To be honest, this issue is for me a reason to change services; and I feel betrayed in the sense that I as a crowdfunding campaign sponsoring user think that this is a serious breach of GDPR law. I'm a European citizen (from Germany) and I never agreed to share any information with Google.

I also understand that other Recaptcha using services are necessary when ProtonMail would face lots of TOR traffic (which actually would also endanger journalists abroad btw). But this web traffic was received by ProtonMail without any Proxy in between, from my ISP's geo-ip-confirmable IP.

Currently, if ProtonMail continues to deanonymize its users by including Google's Recaptcha code, I cannot recommend ProtonMail as a service to anyone anymore.

edit: I wanted to clarify the narrative that ProtonMail tries to make. This Captcha appeared AFTER I entered the correct password for my login, and AFTER I entered the correct password for mailbox decryption. After clicking through three almost unsolvable captchas, I was led straight to the Inbox view.

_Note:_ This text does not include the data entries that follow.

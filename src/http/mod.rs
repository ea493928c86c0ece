//! HTTP gateway subsystem.
//!
//! # Data Flow
//! ```text
//! Inbound request
//!     → middleware.rs (request ID, build RequestContext)
//!     → SecurityValidationPipeline (block / allow)
//!     → server.rs handler (placeholder upstream)
//!     → response
//! ```

pub mod middleware;
pub mod server;

pub use middleware::X_REQUEST_ID;
pub use server::{build_request_pipeline, GatewayServer, GatewayState};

This was no anti-bruteforce measurement. This was no anti-credentials-stuffing measurement. This was a false positive in classifications by IPv4 (as I have an ISP that shares their IPv4, as all customer hardware uses IPv6 primarily) (read below to what I think can be done to help mitigate this problem).

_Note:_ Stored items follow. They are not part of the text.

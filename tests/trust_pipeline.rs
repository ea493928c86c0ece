//! End-to-end scenarios for the certificate trust pipeline with real
//! throwaway certificates.

mod common;

use std::sync::Arc;

use trustgate::trust::identity::CertificateIdentity;
use trustgate::trust::ocsp::{self, CertStatus};
use trustgate::trust::{CertificateTrustPipeline, HandshakeSide};

use common::{quiet_trust_config, self_signed_cert, self_signed_cert_pem};

async fn validate(
    pipeline: &CertificateTrustPipeline,
    endpoint: &str,
    der: &[u8],
) -> trustgate::trust::TrustDecision {
    pipeline
        .validate_peer(HandshakeSide::Server, endpoint, der, &[], None)
        .await
}

#[tokio::test]
async fn garbage_bytes_are_rejected_outright() {
    let pipeline = CertificateTrustPipeline::new(quiet_trust_config()).unwrap();
    let decision = validate(&pipeline, "api.test:443", b"not a certificate").await;
    assert!(!decision.accepted);
    assert!(decision.reason().unwrap().contains("could not be parsed"));
}

#[tokio::test]
async fn quiet_config_accepts_any_real_certificate() {
    let pipeline = CertificateTrustPipeline::new(quiet_trust_config()).unwrap();
    let der = self_signed_cert("api");
    assert!(validate(&pipeline, "api.test:443", &der).await.accepted);
}

#[tokio::test]
async fn first_use_pins_and_later_imposters_are_rejected() {
    let dir = tempfile::tempdir().unwrap();
    let mut config = quiet_trust_config();
    config.pinning.enabled = true;
    config.pinning.auto_pin_first = true;
    config.pinning.storage_dir = dir.path().display().to_string();

    let pipeline = CertificateTrustPipeline::new(config).unwrap();
    let genuine = self_signed_cert("api");
    let imposter = self_signed_cert("api");

    // Trust-on-first-use: the first certificate becomes the pin set.
    assert!(validate(&pipeline, "api.test:443", &genuine).await.accepted);
    assert_eq!(pipeline.pin_store().count(), 1);

    // Same certificate again: still trusted, still one pin.
    assert!(validate(&pipeline, "api.test:443", &genuine).await.accepted);
    assert_eq!(pipeline.pin_store().count(), 1);

    // A different key for the same name is an imposter.
    let decision = validate(&pipeline, "api.test:443", &imposter).await;
    assert!(!decision.accepted);
    assert!(decision.reason().unwrap().contains("pinned"));
}

#[tokio::test]
async fn permanent_pins_survive_a_restart() {
    let dir = tempfile::tempdir().unwrap();
    let mut config = quiet_trust_config();
    config.pinning.enabled = true;
    config.pinning.auto_pin_first = false;
    config.pinning.storage_dir = dir.path().display().to_string();

    let der = self_signed_cert("api");
    let identity = CertificateIdentity::from_der(&der).unwrap();

    let first = CertificateTrustPipeline::new(config.clone()).unwrap();
    assert!(!validate(&first, "api.test:443", &der).await.accepted);
    first.pin_store().add_pin(&identity, true).unwrap();
    assert!(validate(&first, "api.test:443", &der).await.accepted);

    // A fresh pipeline over the same storage directory sees the pin.
    let second = CertificateTrustPipeline::new(config).unwrap();
    assert!(validate(&second, "api.test:443", &der).await.accepted);
    let pins = second.pin_store().pins();
    assert_eq!(pins.len(), 1);
    assert_eq!(pins[0].thumbprint, identity.thumbprint);
    assert!(pins[0].permanent);
}

#[tokio::test]
async fn anchor_files_are_always_trusted() {
    let dir = tempfile::tempdir().unwrap();
    let anchor_path = dir.path().join("anchor.pem");
    let pem = self_signed_cert_pem("anchor");
    std::fs::write(&anchor_path, &pem).unwrap();

    let mut config = quiet_trust_config();
    config.pinning.enabled = true;
    config.pinning.auto_pin_first = false;
    config.pinning.storage_dir = dir.path().join("pins").display().to_string();
    config.pinning.anchor_paths = vec![anchor_path.display().to_string()];

    let pipeline = CertificateTrustPipeline::new(config).unwrap();

    let anchor_der = rustls_pemfile::certs(&mut pem.as_bytes())
        .next()
        .unwrap()
        .unwrap();
    assert!(validate(&pipeline, "api.test:443", anchor_der.as_ref()).await.accepted);

    // Anything outside the anchor set is rejected.
    let other = self_signed_cert("other");
    assert!(!validate(&pipeline, "api.test:443", &other).await.accepted);
}

#[tokio::test(flavor = "multi_thread")]
async fn revocation_unavailability_follows_policy() {
    let der = self_signed_cert("api");

    // No responder anywhere, fail-closed: rejected.
    let mut closed = quiet_trust_config();
    closed.revocation.use_ocsp = true;
    closed.revocation.allow_when_unavailable = false;
    let pipeline = CertificateTrustPipeline::new(closed).unwrap();
    let decision = validate(&pipeline, "api.test:443", &der).await;
    assert!(!decision.accepted);
    assert!(decision.reason().unwrap().contains("revocation"));

    // Same situation, fail-open: accepted.
    let mut open = quiet_trust_config();
    open.revocation.use_ocsp = true;
    open.revocation.allow_when_unavailable = true;
    let pipeline = CertificateTrustPipeline::new(open).unwrap();
    assert!(validate(&pipeline, "api.test:443", &der).await.accepted);
}

#[tokio::test]
async fn revoked_answer_from_responder_rejects_the_handshake() {
    let der = self_signed_cert("api");
    let identity = CertificateIdentity::from_der(&der).unwrap();

    let serial = identity.serial.clone();
    let app = axum::Router::new().route(
        "/",
        axum::routing::post(move || {
            let body = ocsp::encode_response(CertStatus::Revoked, &serial);
            async move { body }
        }),
    );
    let listener = tokio::net::TcpListener::bind("127.0.0.1:0").await.unwrap();
    let url = format!("http://{}/", listener.local_addr().unwrap());
    tokio::spawn(async move {
        axum::serve(listener, app).await.unwrap();
    });

    let mut config = quiet_trust_config();
    config.revocation.use_ocsp = true;
    config.revocation.allow_when_unavailable = true;
    config.revocation.responder_url_override = Some(url);

    let pipeline = CertificateTrustPipeline::new(config).unwrap();
    let decision = validate(&pipeline, "api.test:443", &der).await;
    assert!(!decision.accepted);
}

#[tokio::test]
async fn stapled_good_response_short_circuits_revocation() {
    let der = self_signed_cert("api");
    let identity = CertificateIdentity::from_der(&der).unwrap();
    let staple = ocsp::encode_response(CertStatus::Good, &identity.serial);

    // Fail-closed with no responder: only the staple can save this.
    let mut config = quiet_trust_config();
    config.revocation.use_ocsp = true;
    config.revocation.allow_when_unavailable = false;

    let pipeline = CertificateTrustPipeline::new(config).unwrap();
    let decision = pipeline
        .validate_peer(HandshakeSide::Server, "api.test:443", &der, &[], Some(&staple))
        .await;
    assert!(decision.accepted);
}

#[tokio::test]
async fn missing_required_sct_rejects_the_certificate() {
    let mut config = quiet_trust_config();
    config.transparency.verify = true;
    config.transparency.require_embedded_sct = true;
    config.transparency.allow_when_unavailable = true;

    let pipeline = CertificateTrustPipeline::new(config).unwrap();
    let der = self_signed_cert("api");

    // rcgen certificates carry no SCT extension.
    let decision = validate(&pipeline, "api.test:443", &der).await;
    assert!(!decision.accepted);
    assert!(decision.reason().unwrap().contains("transparency"));
}

#[tokio::test]
async fn endpoint_connection_limit_gates_new_handshakes() {
    let mut config = quiet_trust_config();
    config.connection_limit.max_connections_per_endpoint = 1;

    let pipeline = Arc::new(CertificateTrustPipeline::new(config).unwrap());
    let der = self_signed_cert("api");

    let _guard = pipeline.connection_limiter().track("api.test:443");
    let decision = validate(&pipeline, "api.test:443", &der).await;
    assert!(!decision.accepted);
    assert!(decision.reason().unwrap().contains("limit"));

    // Another endpoint is unaffected.
    assert!(validate(&pipeline, "other.test:443", &der).await.accepted);
}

chris-aeviator commented 3 years ago

I was also very confused and concerned by this very obvious design failure, given that protonmail should have the in-house resources to prevent signup spam/attacks with their own code

bartbutler commented 3 years ago

Thank you for your feedback. A few comments about this.

  1. A very small fraction of logins get the CAPTCHA challenge. We, and other services, face unrelenting brute force attacks on our login endpoints. If you are seeing a CAPTCHA on login, chances are that something about your connection is suspicious to our system. It's far from perfect, and we continue to improve it, but at most a percent or two of users are seeing CAPTCHA at any time.

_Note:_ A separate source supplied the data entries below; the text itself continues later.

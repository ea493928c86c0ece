//! Gateway HTTP server setup.
//!
//! # Responsibilities
//! - Create the Axum router and wire the security middleware
//! - Assemble the default validator set from configuration
//! - Bind plaintext or TLS listeners
//! - Graceful shutdown on ctrl-c / SIGTERM

use std::net::SocketAddr;
use std::sync::Arc;
use std::time::Duration;

use arc_swap::ArcSwap;
use axum::{
    extract::State,
    http::StatusCode,
    middleware,
    response::IntoResponse,
    routing::{any, get},
    Json, Router,
};
use axum_server::tls_rustls::{RustlsAcceptor, RustlsConfig};
use serde_json::json;
use tokio::net::TcpListener;
use tower_http::{timeout::TimeoutLayer, trace::TraceLayer};

use crate::config::schema::TrustConfig;
use crate::http::middleware::{request_id_middleware, security_validation_middleware};
use crate::net::limit::ConnectionLimitAcceptor;
use crate::trust::conn_limit::ConnectionRateLimiter;
use crate::pipeline::validators::authentication::AuthenticationValidator;
use crate::pipeline::validators::authorization::AuthorizationValidator;
use crate::pipeline::validators::input_inspection::InputInspectionValidator;
use crate::pipeline::validators::rate_limit::{RateLimitValidator, RateLimiterState};
use crate::pipeline::SecurityValidationPipeline;

const REQUEST_TIMEOUT: Duration = Duration::from_secs(30);

/// Shared state injected into middleware and handlers. Both the config
/// and the pipeline are hot-swappable so a reload never interrupts
/// in-flight requests. The rate-limiter state is constructed once per
/// process and injected into every pipeline rebuild, so a reload never
/// forgets who was seen when.
#[derive(Clone)]
pub struct GatewayState {
    pub config: Arc<ArcSwap<TrustConfig>>,
    pub pipeline: Arc<ArcSwap<SecurityValidationPipeline>>,
    pub rate_limiter: RateLimiterState,
}

/// Assemble the default validator set for a configuration.
pub fn build_request_pipeline(
    config: &TrustConfig,
    rate_state: RateLimiterState,
) -> SecurityValidationPipeline {
    let rv = &config.request_validation;
    let mut pipeline = SecurityValidationPipeline::new(rv.block_severity);
    pipeline.register(Arc::new(AuthenticationValidator::new()));
    pipeline.register(Arc::new(AuthorizationValidator::new(
        rv.admin_path_prefix.clone(),
        rv.admin_role.clone(),
    )));
    pipeline.register(Arc::new(RateLimitValidator::new(
        rate_state,
        Duration::from_millis(rv.min_request_interval_ms),
    )));
    pipeline.register(Arc::new(InputInspectionValidator::new()));
    pipeline
}

/// Gateway HTTP server.
pub struct GatewayServer {
    router: Router,
    state: GatewayState,
}

impl GatewayServer {
    /// Create a server with the default validator set.
    pub fn new(config: TrustConfig) -> Self {
        let rate_limiter = RateLimiterState::new();
        let state = GatewayState {
            pipeline: Arc::new(ArcSwap::from_pointee(build_request_pipeline(
                &config,
                rate_limiter.clone(),
            ))),
            config: Arc::new(ArcSwap::from_pointee(config)),
            rate_limiter,
        };
        let router = Self::build_router(state.clone());
        Self { router, state }
    }

    /// Build the Axum router. The health endpoint is registered after
    /// the security layer so probes are never validated.
    fn build_router(state: GatewayState) -> Router {
        Router::new()
            .route("/", any(validated_handler))
            .route("/{*path}", any(validated_handler))
            .layer(middleware::from_fn_with_state(
                state.clone(),
                security_validation_middleware,
            ))
            .route("/healthz", get(healthz))
            .with_state(state)
            .layer(middleware::from_fn(request_id_middleware))
            .layer(TimeoutLayer::new(REQUEST_TIMEOUT))
            .layer(TraceLayer::new_for_http())
    }

    pub fn state(&self) -> &GatewayState {
        &self.state
    }

    /// Swap in a reloaded configuration and a pipeline rebuilt from it.
    /// The rebuilt rate limiter shares the existing last-seen state.
    pub fn apply_config(state: &GatewayState, config: TrustConfig) {
        state.pipeline.store(Arc::new(build_request_pipeline(
            &config,
            state.rate_limiter.clone(),
        )));
        state.config.store(Arc::new(config));
        tracing::info!("Configuration reloaded");
    }

    /// Serve plaintext HTTP on the given listener.
    pub async fn run(self, listener: TcpListener) -> Result<(), std::io::Error> {
        let addr = listener.local_addr()?;
        tracing::info!(address = %addr, "Gateway listening");

        let app = self
            .router
            .into_make_service_with_connect_info::<SocketAddr>();
        axum::serve(listener, app)
            .with_graceful_shutdown(shutdown_signal())
            .await?;

        tracing::info!("Gateway stopped");
        Ok(())
    }

    /// Serve TLS on `addr` with the assembled rustls configuration.
    ///
    /// Every accepted connection is counted against the per-endpoint
    /// limit for its lifetime; over-limit endpoints are refused before
    /// the handshake starts.
    pub async fn run_tls(
        self,
        addr: SocketAddr,
        tls: RustlsConfig,
        limiter: Arc<ConnectionRateLimiter>,
        connection_limit: i64,
    ) -> Result<(), std::io::Error> {
        tracing::info!(address = %addr, "Gateway listening (TLS)");

        let handle = axum_server::Handle::new();
        let shutdown_handle = handle.clone();
        tokio::spawn(async move {
            shutdown_signal().await;
            shutdown_handle.graceful_shutdown(Some(Duration::from_secs(10)));
        });

        let acceptor =
            ConnectionLimitAcceptor::new(RustlsAcceptor::new(tls), limiter, connection_limit);
        let app = self
            .router
            .into_make_service_with_connect_info::<SocketAddr>();
        axum_server::bind(addr)
            .acceptor(acceptor)
            .handle(handle)
            .serve(app)
            .await?;

        tracing::info!("Gateway stopped");
        Ok(())
    }
}

/// Placeholder upstream handler: every request reaching this point has
/// passed the full validation pipeline.
async fn validated_handler() -> impl IntoResponse {
    (StatusCode::OK, Json(json!({ "status": "validated" })))
}

async fn healthz(State(state): State<GatewayState>) -> impl IntoResponse {
    let validators = state.pipeline.load().validator_names();
    Json(json!({ "status": "ok", "validators": validators }))
}

/// Resolves when the process receives ctrl-c or SIGTERM.
pub async fn shutdown_signal() {
    let ctrl_c = async {
        tokio::signal::ctrl_c()
            .await
            .expect("failed to install ctrl-c handler");
    };

    #[cfg(unix)]
    let terminate = async {
        tokio::signal::unix::signal(tokio::signal::unix::SignalKind::terminate())
            .expect("failed to install SIGTERM handler")
            .recv()
            .await;
    };

    #[cfg(not(unix))]
    let terminate = std::future::pending::<()>();

    tokio::select! {
        _ = ctrl_c => tracing::info!("Received ctrl-c, shutting down"),
        _ = terminate => tracing::info!("Received SIGTERM, shutting down"),
    }
}
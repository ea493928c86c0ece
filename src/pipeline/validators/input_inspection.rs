//! Suspicious-input inspection over query, header and form values.

use crate::pipeline::context::RequestContext;
use crate::pipeline::validators::{RequestValidator, ValidatorError};
use crate::pipeline::violation::{SecurityViolation, Severity, ViolationKind};

/// Substrings flagged as injection or traversal markers. Matching is
/// case-insensitive.
const SUSPICIOUS_PATTERNS: [&str; 12] = [
    "<script",
    "javascript:",
    "onerror=",
    "onload=",
    " union select",
    "union select",
    "drop table",
    "' or '1'='1",
    "../",
    "..\\",
    "$(",
    "; rm ",
];

/// Fails (non-critically) when any query parameter, header value or
/// form field contains a suspicious substring.
pub struct InputInspectionValidator;

impl InputInspectionValidator {
    pub fn new() -> Self {
        Self
    }

    fn find_suspicious(value: &str) -> Option<&'static str> {
        let lowered = value.to_ascii_lowercase();
        SUSPICIOUS_PATTERNS.iter().find(|p| lowered.contains(**p)).copied()
    }
}

impl Default for InputInspectionValidator {
    fn default() -> Self {
        Self::new()
    }
}

impl RequestValidator for InputInspectionValidator {
    fn name(&self) -> &'static str {
        "InputInspectionValidator"
    }

    fn priority(&self) -> u32 {
        40
    }

    fn validate(&self, ctx: &RequestContext) -> Result<Option<SecurityViolation>, ValidatorError> {
        let sources = [
            ("query", &ctx.query),
            ("header", &ctx.headers),
            ("form", &ctx.form),
        ];

        for (source, map) in sources {
            for (name, value) in map {
                if let Some(pattern) = Self::find_suspicious(value) {
                    return Ok(Some(
                        SecurityViolation::new(
                            ViolationKind::InputValidation,
                            Severity::High,
                            self.name(),
                            "Suspicious content in request input",
                        )
                        .with_detail("source", source)
                        .with_detail("field", name)
                        .with_detail("pattern", pattern),
                    ));
                }
            }
        }

        Ok(None)
    }
}
//! Connection accounting at the accept boundary.
//!
//! Wraps the TLS acceptor so every accepted connection is counted
//! against the per-endpoint limit for its whole lifetime. Over-limit
//! endpoints are refused before the handshake starts, which keeps the
//! rejection cheap; the count drops when the connection closes.

use std::future::Future;
use std::io;
use std::pin::Pin;
use std::sync::Arc;
use std::task::{Context, Poll};

use axum_server::accept::Accept;
use tokio::io::{AsyncRead, AsyncWrite, ReadBuf};
use tokio::net::TcpStream;

use crate::trust::conn_limit::{ConnectionRateLimiter, EndpointConnectionGuard};

/// Acceptor wrapper enforcing the per-endpoint connection limit.
///
/// Endpoints are keyed by peer IP address. A limit of zero or below
/// disables enforcement but connections are still tracked, so raising
/// the limit later takes effect without a restart.
#[derive(Clone)]
pub struct ConnectionLimitAcceptor<A> {
    inner: A,
    limiter: Arc<ConnectionRateLimiter>,
    limit: i64,
}

impl<A> ConnectionLimitAcceptor<A> {
    pub fn new(inner: A, limiter: Arc<ConnectionRateLimiter>, limit: i64) -> Self {
        Self {
            inner,
            limiter,
            limit,
        }
    }
}

impl<A, S> Accept<TcpStream, S> for ConnectionLimitAcceptor<A>
where
    A: Accept<TcpStream, S> + Clone + Send + Sync + 'static,
    A::Future: Send,
    A::Stream: Send,
    A::Service: Send,
    S: Send + 'static,
{
    type Stream = TrackedStream<A::Stream>;
    type Service = A::Service;
    type Future = Pin<Box<dyn Future<Output = io::Result<(Self::Stream, Self::Service)>> + Send>>;

    fn accept(&self, stream: TcpStream, service: S) -> Self::Future {
        let limiter = Arc::clone(&self.limiter);
        let limit = self.limit;
        let inner = self.inner.clone();

        Box::pin(async move {
            let endpoint = stream
                .peer_addr()
                .map(|addr| addr.ip().to_string())
                .unwrap_or_else(|_| "unknown".to_string());

            if !limiter.check(&endpoint, limit) {
                return Err(io::Error::new(
                    io::ErrorKind::ConnectionRefused,
                    "endpoint connection limit exceeded",
                ));
            }

            // Counted before the handshake so a slow handshake still
            // occupies its slot.
            let guard = limiter.track(&endpoint);
            let (stream, service) = inner.accept(stream, service).await?;
            Ok((
                TrackedStream {
                    inner: stream,
                    _guard: guard,
                },
                service,
            ))
        })
    }
}

/// Stream that holds its endpoint's connection slot until dropped.
pub struct TrackedStream<S> {
    inner: S,
    _guard: EndpointConnectionGuard,
}

impl<S: AsyncRead + Unpin> AsyncRead for TrackedStream<S> {
    fn poll_read(
        self: Pin<&mut Self>,
        cx: &mut Context<'_>,
        buf: &mut ReadBuf<'_>,
    ) -> Poll<io::Result<()>> {
        Pin::new(&mut self.get_mut().inner).poll_read(cx, buf)
    }
}

impl<S: AsyncWrite + Unpin> AsyncWrite for TrackedStream<S> {
    fn poll_write(
        self: Pin<&mut Self>,
        cx: &mut Context<'_>,
        buf: &[u8],
    ) -> Poll<io::Result<usize>> {
        Pin::new(&mut self.get_mut().inner).poll_write(cx, buf)
    }

    fn poll_flush(self: Pin<&mut Self>, cx: &mut Context<'_>) -> Poll<io::Result<()>> {
        Pin::new(&mut self.get_mut().inner).poll_flush(cx)
    }

    fn poll_shutdown(self: Pin<&mut Self>, cx: &mut Context<'_>) -> Poll<io::Result<()>> {
        Pin::new(&mut self.get_mut().inner).poll_shutdown(cx)
    }

    fn poll_write_vectored(
        self: Pin<&mut Self>,
        cx: &mut Context<'_>,
        bufs: &[io::IoSlice<'_>],
    ) -> Poll<io::Result<usize>> {
        Pin::new(&mut self.get_mut().inner).poll_write_vectored(cx, bufs)
    }

    fn is_write_vectored(&self) -> bool {
        self.inner.is_write_vectored()
    }
}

  2. The CAPTCHA is run in an iframe on a separate domain to sandbox it from the Proton login flow prevent it from compromising the webapp. Obviously Google still gets some information, but we do all we can to limit this.

  3. CAPTCHAs are very hard to build, especially considering Google has a habit of clearing the field with it's own captcha-breaking code. Most companies do not have the resources to build their own. We had an alternative CAPTCHA we were going to use as a replacement a few years ago and then the company behind it went bankrupt. We are currently looking to replace ReCAPTCHA with hcaptcha, which should alleviate some of these problems.

  4. We have other strategies which we are also exploring to try to reduce the need for CAPTCHAs entirely, but these are also not trivial to build and integrate into all clients.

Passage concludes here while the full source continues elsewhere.